PROBLEM REQUIREMENTS —
Transcribe the records below exactly as written, from the opening line through the line that contains "The CREDIT payment".

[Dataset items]
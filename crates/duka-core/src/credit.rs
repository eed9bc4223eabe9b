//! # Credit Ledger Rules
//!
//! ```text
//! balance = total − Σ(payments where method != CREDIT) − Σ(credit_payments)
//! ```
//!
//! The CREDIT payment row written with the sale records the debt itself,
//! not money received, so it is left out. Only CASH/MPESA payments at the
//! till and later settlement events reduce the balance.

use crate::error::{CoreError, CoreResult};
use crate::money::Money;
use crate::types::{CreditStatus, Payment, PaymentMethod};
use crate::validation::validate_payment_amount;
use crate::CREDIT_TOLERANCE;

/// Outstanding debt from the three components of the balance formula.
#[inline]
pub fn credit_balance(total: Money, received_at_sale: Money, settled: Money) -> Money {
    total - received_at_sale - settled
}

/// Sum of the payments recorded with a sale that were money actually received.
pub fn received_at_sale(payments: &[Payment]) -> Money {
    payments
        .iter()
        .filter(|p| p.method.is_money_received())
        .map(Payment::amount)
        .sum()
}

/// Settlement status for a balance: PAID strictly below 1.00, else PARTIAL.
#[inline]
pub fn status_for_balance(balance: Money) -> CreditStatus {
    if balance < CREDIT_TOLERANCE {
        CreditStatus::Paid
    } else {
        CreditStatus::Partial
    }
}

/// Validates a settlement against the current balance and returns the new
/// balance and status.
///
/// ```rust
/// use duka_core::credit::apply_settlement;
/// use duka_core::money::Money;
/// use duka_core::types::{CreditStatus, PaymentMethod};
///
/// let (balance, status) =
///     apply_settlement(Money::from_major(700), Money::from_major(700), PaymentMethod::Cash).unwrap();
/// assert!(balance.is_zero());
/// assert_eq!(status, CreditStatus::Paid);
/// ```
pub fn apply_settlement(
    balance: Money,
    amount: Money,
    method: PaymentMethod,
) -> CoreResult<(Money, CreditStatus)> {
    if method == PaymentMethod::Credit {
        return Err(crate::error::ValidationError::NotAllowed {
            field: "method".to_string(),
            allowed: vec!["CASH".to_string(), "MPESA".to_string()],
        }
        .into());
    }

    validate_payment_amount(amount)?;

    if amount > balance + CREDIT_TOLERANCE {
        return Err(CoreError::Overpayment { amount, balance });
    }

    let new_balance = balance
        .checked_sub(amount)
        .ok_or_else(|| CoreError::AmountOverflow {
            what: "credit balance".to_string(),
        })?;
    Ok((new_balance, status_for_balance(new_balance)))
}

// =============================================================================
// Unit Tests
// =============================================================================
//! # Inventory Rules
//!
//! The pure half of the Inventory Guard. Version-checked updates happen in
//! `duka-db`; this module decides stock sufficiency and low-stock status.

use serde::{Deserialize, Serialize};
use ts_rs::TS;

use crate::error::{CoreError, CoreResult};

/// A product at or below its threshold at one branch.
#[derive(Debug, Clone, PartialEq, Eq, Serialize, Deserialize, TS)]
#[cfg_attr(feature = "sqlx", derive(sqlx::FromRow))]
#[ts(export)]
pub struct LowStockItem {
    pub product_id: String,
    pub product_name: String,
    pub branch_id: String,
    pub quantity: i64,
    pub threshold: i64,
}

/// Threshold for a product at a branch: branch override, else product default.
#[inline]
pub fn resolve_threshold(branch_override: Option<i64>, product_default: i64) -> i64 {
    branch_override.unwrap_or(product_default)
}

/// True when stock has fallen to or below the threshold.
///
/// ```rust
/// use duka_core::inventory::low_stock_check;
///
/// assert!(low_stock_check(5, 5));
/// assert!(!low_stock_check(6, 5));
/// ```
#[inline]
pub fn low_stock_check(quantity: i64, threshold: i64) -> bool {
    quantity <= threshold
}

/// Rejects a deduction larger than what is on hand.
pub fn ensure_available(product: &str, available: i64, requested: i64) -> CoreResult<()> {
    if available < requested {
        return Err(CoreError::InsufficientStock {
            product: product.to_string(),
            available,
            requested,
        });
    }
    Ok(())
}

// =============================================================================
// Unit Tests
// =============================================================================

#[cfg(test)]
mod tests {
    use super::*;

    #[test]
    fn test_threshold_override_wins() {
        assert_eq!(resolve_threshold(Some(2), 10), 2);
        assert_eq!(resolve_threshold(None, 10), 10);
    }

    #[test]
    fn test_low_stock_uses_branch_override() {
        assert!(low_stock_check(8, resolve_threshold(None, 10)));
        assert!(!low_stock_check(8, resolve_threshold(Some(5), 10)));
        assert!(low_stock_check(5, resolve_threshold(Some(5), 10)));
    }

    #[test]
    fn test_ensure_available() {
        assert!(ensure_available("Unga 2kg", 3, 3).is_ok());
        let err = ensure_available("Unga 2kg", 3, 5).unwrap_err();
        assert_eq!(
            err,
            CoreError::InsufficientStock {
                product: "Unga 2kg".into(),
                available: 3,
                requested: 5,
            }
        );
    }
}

COMPLETED EXERCISE —
filename crates/duka-core/src/credit.rs
repository eed9bc4223eabe9b
//! # Credit Ledger Rules
//!
//! ```text
//! balance = total − Σ(payments where method != CREDIT) − Σ(credit_payments)
//! ```
//!
//! The CREDIT payment row written with the sale records the debt itself,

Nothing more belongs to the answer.